- The Food and Drug Administration issued a Complete Response Letter to Regeneron Pharmaceuticals over its pre-filled syringe for the company's eye drug treatment Eylea, the company disclosed Thursday.
- The U.S. regulator asked for more information on manufacturing and supply, along with a completed usability study. Regeneron said it aims to resubmit the Prior-Approval Supplement in early 2019, keeping it in line for a launch sometime next year.
- The company also rolled out Phase 3 results for Eylea in non-proliferative diabetic retinopathy. Eylea injections improved diabetic retinopathy, reduced vision-threatening complications and cut the development of center-involved diabetic macular edema. The Prescription Drug User Fee Act date for Eylea's supplemental application in diabetic retinopathy is May 13, 2019.

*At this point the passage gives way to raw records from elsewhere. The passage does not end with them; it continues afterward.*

//! Façade that owns the live request and its callback.

use std::sync::atomic::{AtomicU64, Ordering};
use std::sync::Arc;

use parking_lot::Mutex;
use tokio::runtime::Handle;

use crate::dispatch::Dispatcher;
use crate::geocode::GeocodeResolver;
use crate::provider::{select_provider, LocationProvider, PermissionChecker};
use crate::region::RegionClassifier;
use crate::request::{
    LiveToken, LocationCallback, RequestContext, RequestOptions, SingleFlightLocationRequest,
};
use crate::types::{LocationError, LocationResult, RequestToken};

/// Turns "where is the device" into exactly one callback per request.
///
/// At most one request is in flight; starting a new one cancels the previous
/// one, whose callback then receives `None`. Callbacks run on the
/// [`Dispatcher`] thread.
pub struct LocationResolutionService {
    providers: Vec<Arc<dyn LocationProvider>>,
    permissions: Arc<dyn PermissionChecker>,
    ctx: RequestContext,
    next_token: AtomicU64,
    current: Mutex<Option<Arc<SingleFlightLocationRequest>>>,
}

impl LocationResolutionService {
    pub fn new(
        runtime: Handle,
        dispatcher: Dispatcher,
        geocoder: Arc<dyn GeocodeResolver>,
        permissions: Arc<dyn PermissionChecker>,
    ) -> Self {
        Self {
            providers: Vec::new(),
            permissions,
            ctx: RequestContext {
                live: Arc::new(LiveToken::default()),
                dispatcher,
                runtime,
                geocoder,
                classifier: Arc::new(RegionClassifier::default()),
                options: RequestOptions::default(),
            },
            next_token: AtomicU64::new(1),
            current: Mutex::new(None),
        }
    }

    /// Register a backend. Registration order breaks ties between equally capable providers.
    pub fn with_provider(mut self, provider: Arc<dyn LocationProvider>) -> Self {
        self.providers.push(provider);
        self
    }

    pub fn with_options(mut self, options: RequestOptions) -> Self {
        self.ctx.options = options;
        self
    }

    pub fn with_classifier(mut self, classifier: RegionClassifier) -> Self {
        self.ctx.classifier = Arc::new(classifier);
        self
    }

    pub fn providers(&self) -> &[Arc<dyn LocationProvider>] {
        &self.providers
    }

    /// Start resolving the current location, superseding any request in flight.
    ///
    /// `callback` is invoked exactly once on the dispatch thread: with a result,
    /// or with `None` if no usable fix was found, the request timed out, or it was
    /// cancelled or superseded.
    pub fn request_location<F>(&self, geocode: bool, callback: F) -> RequestToken
    where
        F: FnOnce(Option<LocationResult>) + Send + 'static,
    {
        let callback: LocationCallback = Box::new(callback);

        let mut current = self.current.lock();
        if let Some(previous) = current.take() {
            previous.cancel(LocationError::Superseded);
        }

        let token = RequestToken(self.next_token.fetch_add(1, Ordering::SeqCst));
        self.ctx.live.install(token);

        let provider = match select_provider(&self.providers, self.permissions.as_ref()) {
            Ok(provider) => provider,
            Err(reason) => {
                tracing::info!(token = %token, %reason, "No usable location provider");
                self.ctx.live.retire(token);
                self.ctx.dispatcher.dispatch(move || callback(None));
                return token;
            }
        };

        let request = Arc::new(SingleFlightLocationRequest::new(
            token,
            provider,
            geocode,
            callback,
            self.ctx.clone(),
        ));
        *current = Some(Arc::clone(&request));
        drop(current);

        request.start();
        token
    }

    /// Stop outstanding work. A pending callback receives `None`; calling this
    /// again, or after completion, does nothing.
    pub fn cancel(&self) {
        let request = self.current.lock().take();
        if let Some(request) = request {
            request.cancel(LocationError::Cancelled);
        }
    }

    /// Token of the request still racing or resolving, if any.
    pub fn current_token(&self) -> Option<RequestToken> {
        self.ctx.live.current()
    }

    pub fn is_pending(&self) -> bool {
        self.current_token().is_some()
    }
}

impl Drop for LocationResolutionService {
    fn drop(&mut self) {
        self.cancel();
    }
}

Eylea (aflibercept), a vascular endothelial growth factor inhibitor, is already approved for the treatment of wet age-related macular degeneration, macular edema caused by diabetes or retinal vein occlusion and diabetic retinopathy in patients with diabetic macular degeneration.

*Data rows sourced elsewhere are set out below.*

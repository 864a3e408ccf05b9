//! One logical "resolve my location" operation.
//!
//! Four things race to decide a request: the provider's one-shot listener, a
//! poll of the provider's last-known fix, the timeout, and cancellation. Each
//! goes through the same guarded transition out of `Active`, so only the first
//! one acts and the callback fires at most once.

use std::sync::atomic::{AtomicU64, Ordering};
use std::sync::Arc;
use std::time::Duration;

use breezy_core::LocationConfig;
use parking_lot::Mutex;
use tokio::runtime::Handle;
use tokio_util::sync::CancellationToken;

use crate::dispatch::Dispatcher;
use crate::geocode::GeocodeResolver;
use crate::provider::{FixListener, LocationProvider, Positioning, SubscriptionId};
use crate::region::RegionClassifier;
use crate::types::{Address, Fix, LocationError, LocationResult, RequestToken};

/// Completion callback. Receives `None` whenever no usable location was found.
pub type LocationCallback = Box<dyn FnOnce(Option<LocationResult>) + Send + 'static>;

/// Timing knobs for a request.
#[derive(Debug, Clone, Copy, PartialEq, Eq)]
pub struct RequestOptions {
    pub poll_interval: Duration,
    pub network_timeout: Duration,
    pub satellite_timeout: Duration,
}

impl Default for RequestOptions {
    fn default() -> Self {
        Self {
            poll_interval: Duration::from_millis(300),
            network_timeout: Duration::from_secs(10),
            satellite_timeout: Duration::from_secs(60),
        }
    }
}

impl RequestOptions {
    pub fn from_config(config: &LocationConfig) -> Self {
        Self {
            poll_interval: config.poll_interval(),
            network_timeout: config.network_timeout(),
            satellite_timeout: config.satellite_timeout(),
        }
    }

    pub fn timeout_for(&self, positioning: Positioning) -> Duration {
        match positioning {
            Positioning::NetworkAssisted => self.network_timeout,
            Positioning::SatelliteOnly => self.satellite_timeout,
        }
    }
}

/// The one token per service that is allowed to act. Zero means none.
#[derive(Debug, Default)]
pub(crate) struct LiveToken(AtomicU64);

impl LiveToken {
    pub(crate) fn install(&self, token: RequestToken) {
        self.0.store(token.0, Ordering::SeqCst);
    }

    pub(crate) fn is_live(&self, token: RequestToken) -> bool {
        self.0.load(Ordering::SeqCst) == token.0
    }

    /// Retire `token` if it is still the live one. A newer token is left alone.
    pub(crate) fn retire(&self, token: RequestToken) -> bool {
        self.0
            .compare_exchange(token.0, 0, Ordering::SeqCst, Ordering::SeqCst)
            .is_ok()
    }

    pub(crate) fn current(&self) -> Option<RequestToken> {
        match self.0.load(Ordering::SeqCst) {
            0 => None,
            value => Some(RequestToken(value)),
        }
    }
}

/// Collaborators shared by every request of one service.
#[derive(Clone)]
pub(crate) struct RequestContext {
    pub(crate) live: Arc<LiveToken>,
    pub(crate) dispatcher: Dispatcher,
    pub(crate) runtime: Handle,
    pub(crate) geocoder: Arc<dyn GeocodeResolver>,
    pub(crate) classifier: Arc<RegionClassifier>,
    pub(crate) options: RequestOptions,
}

#[derive(Debug, Clone, Copy, PartialEq, Eq)]
pub enum RequestState {
    Idle,
    Active,
    /// A fix won the race; the result is being built (geocoding)
    Resolving,
    Completed,
    Cancelled,
}

impl RequestState {
    pub fn is_terminal(self) -> bool {
        matches!(self, RequestState::Completed | RequestState::Cancelled)
    }
}

/// Single-assignment holder of the caller's callback.
struct CallbackSlot(Option<LocationCallback>);

impl CallbackSlot {
    fn take(&mut self) -> Option<LocationCallback> {
        self.0.take()
    }
}

#[derive(Debug, Clone, Copy)]
enum Trigger {
    Cached,
    Listener,
    Poll,
}

impl Trigger {
    fn as_str(self) -> &'static str {
        match self {
            Trigger::Cached => "cached",
            Trigger::Listener => "listener",
            Trigger::Poll => "poll",
        }
    }
}

struct Inner {
    state: RequestState,
    slot: CallbackSlot,
}

pub struct SingleFlightLocationRequest {
    token: RequestToken,
    provider: Arc<dyn LocationProvider>,
    geocode: bool,
    ctx: RequestContext,
    inner: Mutex<Inner>,
    /// This request's own provider subscription, released at most once
    subscription: Mutex<Option<SubscriptionId>>,
    /// Cancelled when the request reaches a terminal state
    lifetime: CancellationToken,
    /// Cancelled when the race is decided; stops the poll loop and the timer
    racers: CancellationToken,
}

impl SingleFlightLocationRequest {
    pub(crate) fn new(
        token: RequestToken,
        provider: Arc<dyn LocationProvider>,
        geocode: bool,
        callback: LocationCallback,
        ctx: RequestContext,
    ) -> Self {
        let lifetime = CancellationToken::new();
        let racers = lifetime.child_token();
        Self {
            token,
            provider,
            geocode,
            ctx,
            inner: Mutex::new(Inner {
                state: RequestState::Idle,
                slot: CallbackSlot(Some(callback)),
            }),
            subscription: Mutex::new(None),
            lifetime,
            racers,
        }
    }

    pub fn token(&self) -> RequestToken {
        self.token
    }

    pub fn state(&self) -> RequestState {
        self.inner.lock().state
    }

    pub fn provider_name(&self) -> &str {
        self.provider.name()
    }

    /// `Idle -> Active`. Takes the cached-fix fast path when the provider has one,
    /// otherwise subscribes the listener and starts the poll loop and the timer.
    pub(crate) fn start(self: &Arc<Self>) {
        {
            let mut inner = self.inner.lock();
            if inner.state != RequestState::Idle {
                return;
            }
            inner.state = RequestState::Active;
        }
        tracing::info!(
            token = %self.token,
            provider = self.provider.name(),
            geocode = self.geocode,
            "Location request started"
        );

        if let Some(fix) = self.provider.last_known_fix() {
            self.on_fix(fix, Trigger::Cached);
            return;
        }

        let weak = Arc::downgrade(self);
        let listener: FixListener = Box::new(move |outcome| {
            if let Some(request) = weak.upgrade() {
                match outcome {
                    Ok(fix) => request.on_fix(fix, Trigger::Listener),
                    Err(e) => request.on_provider_error(e),
                }
            }
        });
        match self.provider.subscribe_one_shot(listener) {
            Ok(id) => *self.subscription.lock() = Some(id),
            Err(e) => {
                tracing::warn!(token = %self.token, "Subscription refused: {}", e);
                if self.claim() {
                    self.finish(None, Some(e));
                }
                return;
            }
        }

        // The race may already be over: the listener fired from inside
        // subscribe, or a cancel landed before the id was recorded.
        if self.racers.is_cancelled() {
            self.release_subscription();
            return;
        }
        self.spawn_poll();
        self.spawn_timeout();
    }

    fn spawn_poll(self: &Arc<Self>) {
        let request = Arc::clone(self);
        self.ctx.runtime.spawn(async move {
            let interval = request.ctx.options.poll_interval;
            while request.ctx.live.is_live(request.token) {
                tokio::select! {
                    _ = request.racers.cancelled() => return,
                    _ = tokio::time::sleep(interval) => {}
                }
                if let Some(fix) = request.provider.last_known_fix() {
                    request.on_fix(fix, Trigger::Poll);
                    return;
                }
            }
        });
    }

    fn spawn_timeout(self: &Arc<Self>) {
        let timeout = self.ctx.options.timeout_for(self.provider.positioning());
        let request = Arc::clone(self);
        self.ctx.runtime.spawn(async move {
            tokio::select! {
                _ = request.racers.cancelled() => {}
                _ = tokio::time::sleep(timeout) => {
                    if request.claim() {
                        request.finish(None, Some(LocationError::AcquisitionTimeout(timeout)));
                    }
                }
            }
        });
    }

    /// The guarded check-and-act every racer goes through: `Active -> Resolving`.
    /// Returns false for everyone but the first caller.
    fn claim(&self) -> bool {
        {
            let mut inner = self.inner.lock();
            if inner.state != RequestState::Active || !self.ctx.live.is_live(self.token) {
                return false;
            }
            inner.state = RequestState::Resolving;
        }
        self.release_subscription();
        self.racers.cancel();
        true
    }

    /// Unsubscribe this request's own listener. Never touches a subscription
    /// made by a newer request on the same provider.
    fn release_subscription(&self) {
        let id = self.subscription.lock().take();
        if let Some(id) = id {
            self.provider.unsubscribe(id);
        }
    }

    fn on_provider_error(&self, error: LocationError) {
        if self.claim() {
            self.finish(None, Some(error));
        } else {
            tracing::debug!(token = %self.token, "Late provider error ignored: {}", error);
        }
    }

    fn on_fix(self: &Arc<Self>, fix: Fix, trigger: Trigger) {
        if !self.claim() {
            tracing::debug!(token = %self.token, trigger = trigger.as_str(), "Late fix ignored");
            return;
        }
        tracing::debug!(
            token = %self.token,
            trigger = trigger.as_str(),
            accuracy = ?fix.accuracy_meters,
            "Fix won the race"
        );

        if !fix.is_trustworthy() {
            self.finish(None, Some(LocationError::LowConfidenceFix));
            return;
        }

        let request = Arc::clone(self);
        self.ctx.runtime.spawn(async move {
            let result = tokio::select! {
                _ = request.lifetime.cancelled() => return,
                result = request.resolve(fix) => result,
            };
            request.finish(Some(result), None);
        });
    }

    async fn resolve(&self, fix: Fix) -> LocationResult {
        if !self.geocode {
            return LocationResult::from_fix(&fix, None, &self.ctx.classifier);
        }

        let address = match fix.address.clone().filter(|a| !a.is_empty()) {
            Some(address) => Some(address),
            None => {
                let address = self.ctx.geocoder.resolve(fix.coordinate).await;
                if address.as_ref().map_or(true, Address::is_empty) {
                    let reason = LocationError::GeocodeFailure("no address found".into());
                    tracing::debug!(token = %self.token, "{}", reason);
                }
                address
            }
        };

        LocationResult::from_fix(&fix, address, &self.ctx.classifier)
    }

    /// `Resolving -> Completed`, delivering `result` through the callback slot.
    fn finish(&self, result: Option<LocationResult>, reason: Option<LocationError>) {
        let callback = {
            let mut inner = self.inner.lock();
            if inner.state != RequestState::Resolving {
                return;
            }
            inner.state = RequestState::Completed;
            inner.slot.take()
        };
        self.ctx.live.retire(self.token);
        self.lifetime.cancel();

        match (&result, reason) {
            (Some(result), _) => tracing::info!(
                token = %self.token,
                coordinate = %result.coordinate,
                geocoded = result.has_geocode_information,
                "Location resolved"
            ),
            (None, Some(reason)) => tracing::info!(
                token = %self.token,
                %reason,
                "Location request finished without a result"
            ),
            (None, None) => tracing::info!(
                token = %self.token,
                "Location request finished without a result"
            ),
        }

        self.deliver(callback, result);
    }

    /// Tear everything down and complete a still-pending callback with `None`.
    /// Returns false when the request had already finished.
    pub(crate) fn cancel(&self, reason: LocationError) -> bool {
        let callback = {
            let mut inner = self.inner.lock();
            if inner.state.is_terminal() {
                return false;
            }
            inner.state = RequestState::Cancelled;
            inner.slot.take()
        };
        self.release_subscription();
        self.lifetime.cancel();
        self.ctx.live.retire(self.token);

        tracing::info!(token = %self.token, %reason, "Location request cancelled");
        self.deliver(callback, None);
        true
    }

    fn deliver(&self, callback: Option<LocationCallback>, result: Option<LocationResult>) {
        if let Some(callback) = callback {
            self.ctx.dispatcher.dispatch(move || callback(result));
        }
    }
}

Regeneron has submitted a supplemental biologics license application for the treatment of diabetic retinopathy, based on the results of the Phase 3 PANORAMA trial, and this will broaden the drug's market across more patients with type 2 diabetes at risk of severe vision loss.
The FDA's rejection on the syringe, which related to manufacturing of the pre-filled syringes, isn't the first that Regeneron has received for Eylea. In August this year, it picked up a Complete Response Letter for the indication of wet AMD, relating to "ongoing labeling discussions", which was resolved within a few days.

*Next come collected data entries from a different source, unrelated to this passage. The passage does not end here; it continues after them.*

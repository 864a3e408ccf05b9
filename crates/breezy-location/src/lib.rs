//! Location acquisition for Breezy.
//!
//! Resolves the device position through one of several unreliable backends
//! and optionally reverse-geocodes it, delivering exactly one result (or an
//! explicit absence) per request.

pub mod dispatch;
pub mod geocode;
pub mod provider;
pub mod region;
pub mod request;
pub mod service;
pub mod types;

pub use dispatch::Dispatcher;
pub use geocode::{GeocodeResolver, NominatimResolver};
pub use provider::geolocate::GeolocateProvider;
pub use provider::{
    select_provider, FixListener, GrantedPermissions, LocationProvider, Permission,
    PermissionChecker, Positioning, ProviderKind, SubscriptionId,
};
pub use region::RegionClassifier;
pub use request::{LocationCallback, RequestOptions, RequestState};
pub use service::LocationResolutionService;
pub use types::*;

#[cfg(target_os = "linux")]
pub use provider::geoclue::GeoClueProvider;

As this one required the completion of a study, it is likely to take longer, but the company is still confident of a launch next year. Any delays could be a challenge in Regeneron's battle against Roche's Lucentis (ranibizumab) though. Roche has already secured U.S. approval of pre-filled syringe options for all of Lucentis' current indications, helping its effort to boost market share.
Regeneron's head of commercial, Marion McCourt, noted a pre-filled syringe "will be helpful to physicians" in a second quarter earnings call. McCourt said Eylea has taken about 20 market share points from its competitors as it has grown.
Diabetic retinopathy affects roughly eight million people. While it may start without symptoms, it can progress to proliferative diabetic retinopathy and cause severe sight loss.
Correction: A previous version of this article mischaracterized the status of Roche's development work involving Lucentis pre-filled syringe options, which are already approved.